First, I do not have much talent in ajax so please consider that while answering. Here I want to get all the values which I inserted into the form in a table before getting submitted but unfortunately am not getting the results I want. So far I have done this. Please have a look.

 <script>
 var form_data={ agent_name: $('#agent_name').val(),
                    type: $('input[name="type"]').val(),
                    number: $('#number').val(),
                    quantity: $('#quantity').val()
                  }

    $.ajax({
    type: 'POST',
    url: '<?php echo base_url();?>admin_control/ajax_data',
    data: form_data,
    dataType:"json", //to parse string into JSON object,
    success: function(data){ 
        if(data){
            var len = data.length;
            alert(len);
            var txt = "";
            if(len > 0){
                for(var i=0;i<len;i++){
                    if(data[i].agent_name && data[i].type){
                        txt += $('#table').append('<tr class="item-row"><td><input type="hidden" id="add_type" name="add_type[]" value="super">Super</td><td><input type="hidden" id="add_amount" name="add_amount[]" value="10">745</td><td><input type="hidden" class="add_quantity" id="add_quantity" name="add_quantity[]" value="10">10</td><td name="add_amount" id="add_amount">100</td><td><input type="checkbox" class="add_checkbox" name="layout" id="add_checkbox" value="1" checked></td></tr>');

                    }
                }
                if(txt != ""){

                    $("#table").append(txt).removeClass("hidden");
                }
            }
        }
    },
    error: function(jqXHR, textStatus, errorThrown){
        alert('error: ' + textStatus + ': ' + errorThrown);
    }
});
return false;
</script>  

Here I want to pass the values of form_data in to the table I had written and how can we pass that and did it compulsory to use the url in ajax while using this am getting an error like error: parsererror: SyntaxError: JSON.parse: unexpected character at line 1 column 1 of the JSON data.

Here is my controller

public function ajax_data()
{
  $array = array("agent_name" => "admin","number"=>"785","type"=>"super","quantity"=>"10");
  $data['json'] = $array;
  echo json_encode($data);
}
Hüseyin BurakKaradag
2#
Hüseyin BurakKaradag Reply to 2018-02-14 05:42:31Z

The Ajax post will call the controller method for post values. The ajax code usually correct but you have not defined url.

 url: '',

Firstly define a method (ex: HomeController) then set ajax url parameter like

url: '@Url.Action("Save","Home")' or url: 'Save/Home'

  [HttpPost]
  public JsonResult Save(string agent_name, string type , int number,int quantity)
  {
    // return json
  }

Note :

The data types you send from the form with the method types must be the same.

cars10m
3#
cars10m Reply to 2018-02-15 06:56:57Z

Well, just to give you some hints to work on: The Ajax call could look like this:

$.ajax({
  type: 'POST',
  url: 'echodata.php',
  data: form_data,
  dataType:"json", 
  success: function(data){
    $('#table').append('<tr><td>'+data.agent_name+'</td>' // + more columns ...
        +'</tr>');}
);

The php script should really be something that processes the incoming information (passed as the $_POST array) into some other data that will ultimately be echoed as JSON string.
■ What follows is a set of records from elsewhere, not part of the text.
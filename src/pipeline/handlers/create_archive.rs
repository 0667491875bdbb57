//! CreateArchive: read every complete member of a closed batch back from the
//! store. Members that cannot be read are reported individually; only a
//! failure to list the batch stops it.

use std::sync::Arc;

use tracing::{info, warn};

use crate::batching::BatchRepository;
use crate::error::Result;
use crate::models::{ArchiveCreationResult, Batch, MemberFailure, SubmissionArchive, UserContext};
use crate::pipeline::{Action, FollowUp, WorkerPool};
use crate::storage::ArtifactKind;

#[derive(Debug, Clone)]
pub struct CreateArchiveHandler {
    repository: Arc<BatchRepository>,
    pool: WorkerPool,
}

impl CreateArchiveHandler {
    pub fn new(repository: Arc<BatchRepository>, pool: WorkerPool) -> Self {
        Self { repository, pool }
    }

    pub async fn handle(&self, batch: Batch) -> Result<Vec<FollowUp>> {
        let members = self.repository.list_members(&batch).await?;
        if members.is_empty() {
            info!(
                batch_id = batch.batch_id,
                control_year = batch.control_year,
                "Batch has no complete members, nothing to archive"
            );
            return Ok(Vec::new());
        }

        let outcomes = self
            .pool
            .map_bounded(members, |member| {
                self.read_archive(&batch, member.submission_id)
            })
            .await;

        let mut archives = Vec::new();
        let mut failures = Vec::new();
        for outcome in outcomes {
            match outcome {
                Ok(archive) => archives.push(archive),
                Err(failure) => {
                    warn!(
                        batch_id = batch.batch_id,
                        submission_id = %failure.submission_id,
                        reason = %failure.reason,
                        "Member could not be archived"
                    );
                    failures.push(failure);
                }
            }
        }

        info!(
            batch_id = batch.batch_id,
            control_year = batch.control_year,
            archived = archives.len(),
            failed = failures.len(),
            "🗜️ ARCHIVE: Batch archived"
        );

        Ok(vec![FollowUp::in_progress(Action::BundleArchive(
            ArchiveCreationResult {
                batch,
                archives,
                failures,
            },
        ))])
    }

    async fn read_archive(
        &self,
        batch: &Batch,
        submission_id: String,
    ) -> std::result::Result<SubmissionArchive, MemberFailure> {
        let id = submission_id.as_str();
        let loaded = futures::try_join!(
            self.repository
                .read_artifact(batch, id, ArtifactKind::Manifest),
            self.repository
                .read_artifact(batch, id, ArtifactKind::Submission),
            self.repository
                .read_artifact(batch, id, ArtifactKind::UserContext),
        );
        let (manifest, submission, context) = match loaded {
            Ok(parts) => parts,
            Err(e) => return Err(MemberFailure::new(submission_id, e.to_string())),
        };

        let context = match UserContext::from_json(&context) {
            Ok(context) => context,
            Err(e) => {
                return Err(MemberFailure::new(
                    submission_id,
                    format!("user context unreadable: {e}"),
                ))
            }
        };
        if context.submission_id != submission_id {
            return Err(MemberFailure::new(
                submission_id,
                format!(
                    "user context belongs to submission {}",
                    context.submission_id
                ),
            ));
        }

        Ok(SubmissionArchive {
            submission_id,
            manifest,
            submission,
            context,
        })
    }
}
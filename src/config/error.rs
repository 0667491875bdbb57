//! Configuration Error Types
//!
//! Specific, actionable errors for configuration loading and validation.

use std::path::PathBuf;
use thiserror::Error;

#[derive(Debug, Error)]
pub enum ConfigurationError {
    /// The configuration directory does not exist
    #[error("Configuration directory not found: {path}")]
    DirectoryNotFound { path: PathBuf },

    /// Invalid TOML syntax or unreadable file
    #[error("Failed to load configuration from '{source_name}': {error}")]
    LoadError { source_name: String, error: String },

    /// Well-formed input that does not match the configuration structure
    #[error("Failed to deserialize configuration: {error}")]
    DeserializationError { error: String },

    /// Missing required configuration field
    #[error("Missing required configuration field '{field}' in {context}")]
    MissingRequiredField { field: String, context: String },

    /// Invalid configuration value
    #[error("Invalid value '{value}' for field '{field}': {context}")]
    InvalidValue {
        field: String,
        value: String,
        context: String,
    },

    /// Unknown environment name
    #[error("Environment configuration error for '{environment}': {error}")]
    EnvironmentConfigError { environment: String, error: String },
}

impl ConfigurationError {
    pub fn directory_not_found(path: PathBuf) -> Self {
        Self::DirectoryNotFound { path }
    }

    pub fn load_error<S: Into<String>, E: std::fmt::Display>(source_name: S, error: E) -> Self {
        Self::LoadError {
            source_name: source_name.into(),
            error: error.to_string(),
        }
    }

    pub fn deserialization_error<E: std::fmt::Display>(error: E) -> Self {
        Self::DeserializationError {
            error: error.to_string(),
        }
    }

    pub fn missing_required_field<F: Into<String>, C: Into<String>>(field: F, context: C) -> Self {
        Self::MissingRequiredField {
            field: field.into(),
            context: context.into(),
        }
    }

    pub fn invalid_value<F: Into<String>, V: Into<String>, C: Into<String>>(
        field: F,
        value: V,
        context: C,
    ) -> Self {
        Self::InvalidValue {
            field: field.into(),
            value: value.into(),
            context: context.into(),
        }
    }

    pub fn environment_config_error<E: Into<String>, R: std::fmt::Display>(
        environment: E,
        error: R,
    ) -> Self {
        Self::EnvironmentConfigError {
            environment: environment.into(),
            error: error.to_string(),
        }
    }
}

/// Result type for configuration operations
pub type ConfigResult<T> = Result<T, ConfigurationError>;

#[cfg(test)]
mod tests {
    use super::*;

    #[test]
    fn test_missing_required_field_error() {
        let error = ConfigurationError::missing_required_field("application_id", "pipeline");

        let error_string = error.to_string();
        assert!(error_string.contains("Missing required configuration field 'application_id'"));
        assert!(error_string.contains("pipeline"));
    }

    #[test]
    fn test_invalid_value_error() {
        let error = ConfigurationError::invalid_value(
            "batching.max_batch_size",
            "0",
            "batch size must be greater than 0",
        );

        let error_string = error.to_string();
        assert!(error_string.contains("Invalid value '0' for field 'batching.max_batch_size'"));
        assert!(error_string.contains("batch size must be greater than 0"));
    }

    #[test]
    fn test_load_error_names_source() {
        let error = ConfigurationError::load_error("config/pipeline.toml", "expected `=`");
        assert!(error.to_string().contains("config/pipeline.toml"));
    }
}
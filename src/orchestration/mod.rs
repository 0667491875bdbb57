//! # Orchestration
//!
//! Process-level wiring around the pipeline: startup reconciliation, the
//! acceptance-system health gate and the bootstrap that ties them to the
//! processing loop.

pub mod bootstrap;
pub mod health_gate;
pub mod reconciler;

pub use bootstrap::{
    BootstrapConfig, PipelineCollaborators, PipelineHandle, PipelineStatus, PipelineSystem,
};
pub use health_gate::HealthGate;
pub use reconciler::{ReconciliationReport, StartupReconciler};
//! SubmitBundle: hand a bundle to the acceptance system and route the outcome.
//!
//! - Login failure: offline mode, same request back on in-progress
//! - Retryable error with attempts left: offline mode, next attempt on in-progress
//! - Anything else that fails: every member goes to SubmissionFailure
//! - Success: confirmations go out first. Rejected and carried members go to
//!   SubmissionFailure, which releases Cleanup of the confirmed ones once the
//!   FAILED event is out; with no failures Cleanup follows directly

use std::sync::Arc;

use tracing::{error, info, warn};

use crate::error::Result;
use crate::messaging::NotificationService;
use crate::models::{CleanupRequest, MemberFailure, SubmissionFailureContext, SubmitRequest};
use crate::pipeline::{Action, FollowUp, OfflineGate};
use crate::transmission::TransmissionSessionClient;

#[derive(Debug, Clone)]
pub struct SubmitBundleHandler {
    session: Arc<TransmissionSessionClient>,
    gate: OfflineGate,
    notifications: NotificationService,
    max_attempts: u32,
}

impl SubmitBundleHandler {
    pub fn new(
        session: Arc<TransmissionSessionClient>,
        gate: OfflineGate,
        notifications: NotificationService,
        max_attempts: u32,
    ) -> Self {
        Self {
            session,
            gate,
            notifications,
            max_attempts: max_attempts.max(1),
        }
    }

    pub fn session(&self) -> &Arc<TransmissionSessionClient> {
        &self.session
    }

    pub async fn handle(&self, request: SubmitRequest) -> Result<Vec<FollowUp>> {
        let batch_id = request.bundle.batch.batch_id;

        if !self.session.login().await {
            self.gate.set_offline("login failed before submit");
            warn!(
                batch_id,
                bundle_id = %request.bundle.bundle_id,
                attempt = request.attempt,
                "Login failed, bundle will be retried once the acceptance system is back"
            );
            return Ok(vec![FollowUp::in_progress(Action::SubmitBundle(request))]);
        }

        let bundle = &request.bundle;
        match self.session.submit_bundles(bundle, &bundle.batch).await {
            Ok(container) => {
                let confirmed = self
                    .notifications
                    .publish_submitted(&container.receipted)
                    .await;

                info!(
                    batch_id,
                    bundle_id = %bundle.bundle_id,
                    receipted = container.receipted.len(),
                    confirmed = confirmed.len(),
                    failed = container.failed.len(),
                    carried_failures = bundle.carried_failures.len(),
                    "📨 SUBMIT: Bundle receipted"
                );

                let mut failures = container.failed;
                failures.extend(bundle.carried_failures.iter().cloned());

                let cleanup = (!confirmed.is_empty()).then(|| CleanupRequest {
                    batch: bundle.batch.clone(),
                    submission_ids: confirmed,
                });

                // Rejected members must be reported before anything is deleted
                let follow_up = if !failures.is_empty() {
                    Some(Action::SubmissionFailure(SubmissionFailureContext {
                        batch: bundle.batch.clone(),
                        bundle_id: Some(bundle.bundle_id),
                        failures,
                        reason: "not accepted by the acceptance system".to_string(),
                        pending_cleanup: cleanup,
                    }))
                } else {
                    cleanup.map(Action::Cleanup)
                };
                Ok(follow_up.into_iter().map(FollowUp::in_progress).collect())
            }
            Err(e) if e.is_retryable() && request.attempt < self.max_attempts => {
                self.gate.set_offline(&e.to_string());
                warn!(
                    batch_id,
                    bundle_id = %bundle.bundle_id,
                    attempt = request.attempt,
                    max_attempts = self.max_attempts,
                    error = %e,
                    "Submit failed, retrying after the acceptance system recovers"
                );
                Ok(vec![FollowUp::in_progress(Action::SubmitBundle(
                    request.retry(),
                ))])
            }
            Err(e) => {
                error!(
                    batch_id,
                    bundle_id = %bundle.bundle_id,
                    attempt = request.attempt,
                    error = %e,
                    "❌ SUBMIT: Bundle failed"
                );
                let reason = e.source.to_string();
                let mut failures: Vec<MemberFailure> = e
                    .submission_ids()
                    .into_iter()
                    .map(|id| MemberFailure::new(id, reason.clone()))
                    .collect();
                failures.extend(e.bundle.carried_failures.iter().cloned());

                Ok(vec![FollowUp::in_progress(Action::SubmissionFailure(
                    SubmissionFailureContext {
                        batch: e.batch.clone(),
                        bundle_id: Some(e.bundle.bundle_id),
                        failures,
                        reason: format!("transmission failed: {reason}"),
                        pending_cleanup: None,
                    },
                ))])
            }
        }
    }
}
//! # Action Queue
//!
//! Two ordered channels of stage requests. *In-progress* carries
//! continuations of batches already moving through the pipeline and always
//! wins over *new*, which carries freshly closed batches.
//!
//! Channels are unbounded: the processing loop pushes follow-ups onto its own
//! queue, and a full bounded channel would block the only consumer.

use std::sync::atomic::{AtomicUsize, Ordering};
use std::sync::Arc;

use tokio::sync::mpsc;
use tracing::debug;

use super::action::Action;
use crate::constants::ActionChannel;
use crate::error::{PipelineError, Result};

#[derive(Debug, Default)]
struct QueueDepth {
    new: AtomicUsize,
    in_progress: AtomicUsize,
}

impl QueueDepth {
    fn counter(&self, channel: ActionChannel) -> &AtomicUsize {
        match channel {
            ActionChannel::New => &self.new,
            ActionChannel::InProgress => &self.in_progress,
        }
    }
}

/// Cloneable sending side, shared by intake, the reconciler and the loop
#[derive(Debug, Clone)]
pub struct ActionQueue {
    new_tx: mpsc::UnboundedSender<Action>,
    in_progress_tx: mpsc::UnboundedSender<Action>,
    depth: Arc<QueueDepth>,
}

/// Receiving side, owned by the processing loop
#[derive(Debug)]
pub struct ActionReceiver {
    new_rx: mpsc::UnboundedReceiver<Action>,
    in_progress_rx: mpsc::UnboundedReceiver<Action>,
    depth: Arc<QueueDepth>,
}

pub fn action_queue() -> (ActionQueue, ActionReceiver) {
    let (new_tx, new_rx) = mpsc::unbounded_channel();
    let (in_progress_tx, in_progress_rx) = mpsc::unbounded_channel();
    let depth = Arc::new(QueueDepth::default());

    (
        ActionQueue {
            new_tx,
            in_progress_tx,
            depth: depth.clone(),
        },
        ActionReceiver {
            new_rx,
            in_progress_rx,
            depth,
        },
    )
}

impl ActionQueue {
    pub fn push(&self, channel: ActionChannel, action: Action) -> Result<()> {
        let stage = action.stage();
        let batch_id = action.batch().batch_id;
        let sender = match channel {
            ActionChannel::New => &self.new_tx,
            ActionChannel::InProgress => &self.in_progress_tx,
        };

        self.depth.counter(channel).fetch_add(1, Ordering::SeqCst);
        if sender.send(action).is_err() {
            self.depth.counter(channel).fetch_sub(1, Ordering::SeqCst);
            return Err(PipelineError::Queue(format!(
                "{channel} channel closed, dropped {stage} for batch {batch_id}"
            )));
        }

        debug!(channel = %channel, stage = %stage, batch_id, "Enqueued action");
        Ok(())
    }

    pub fn push_new(&self, action: Action) -> Result<()> {
        self.push(ActionChannel::New, action)
    }

    pub fn push_in_progress(&self, action: Action) -> Result<()> {
        self.push(ActionChannel::InProgress, action)
    }

    /// Actions waiting on `channel`
    pub fn depth(&self, channel: ActionChannel) -> usize {
        self.depth.counter(channel).load(Ordering::SeqCst)
    }
}

impl ActionReceiver {
    fn taken(&self, channel: ActionChannel, action: Action) -> (ActionChannel, Action) {
        self.depth.counter(channel).fetch_sub(1, Ordering::SeqCst);
        (channel, action)
    }

    /// Wait for the next action, in-progress first. `None` once every sender
    /// is gone and both channels are drained. Cancel-safe.
    pub async fn take(&mut self) -> Option<(ActionChannel, Action)> {
        let (channel, action) = tokio::select! {
            biased;
            Some(action) = self.in_progress_rx.recv() => (ActionChannel::InProgress, action),
            Some(action) = self.new_rx.recv() => (ActionChannel::New, action),
            else => return None,
        };
        Some(self.taken(channel, action))
    }

    /// Non-blocking take with the same priority
    pub fn try_take(&mut self) -> Option<(ActionChannel, Action)> {
        if let Ok(action) = self.in_progress_rx.try_recv() {
            return Some(self.taken(ActionChannel::InProgress, action));
        }
        if let Ok(action) = self.new_rx.try_recv() {
            return Some(self.taken(ActionChannel::New, action));
        }
        None
    }
}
This is just a trivial version of echodata.php for testing:

<?php
echo json_encode($_POST);
?>

EDIT:

While you have fixed your URL attribute and have added a "controller" on the server your Ajax success function still expects something it will not get. Your PHP script delivers a JSON string that will be parsed into as a JavaScript object and not an array. The object will not have the length property your success function tries to use. Instead you should be looking for the json property.

So, there is no point for the for loop, instead you can use data.json.agent_name, data.json.number and data.json.type (etc.) properties directly. Your current .append() also only adds a static string to your table. This should of course be changed to use the freshly received values.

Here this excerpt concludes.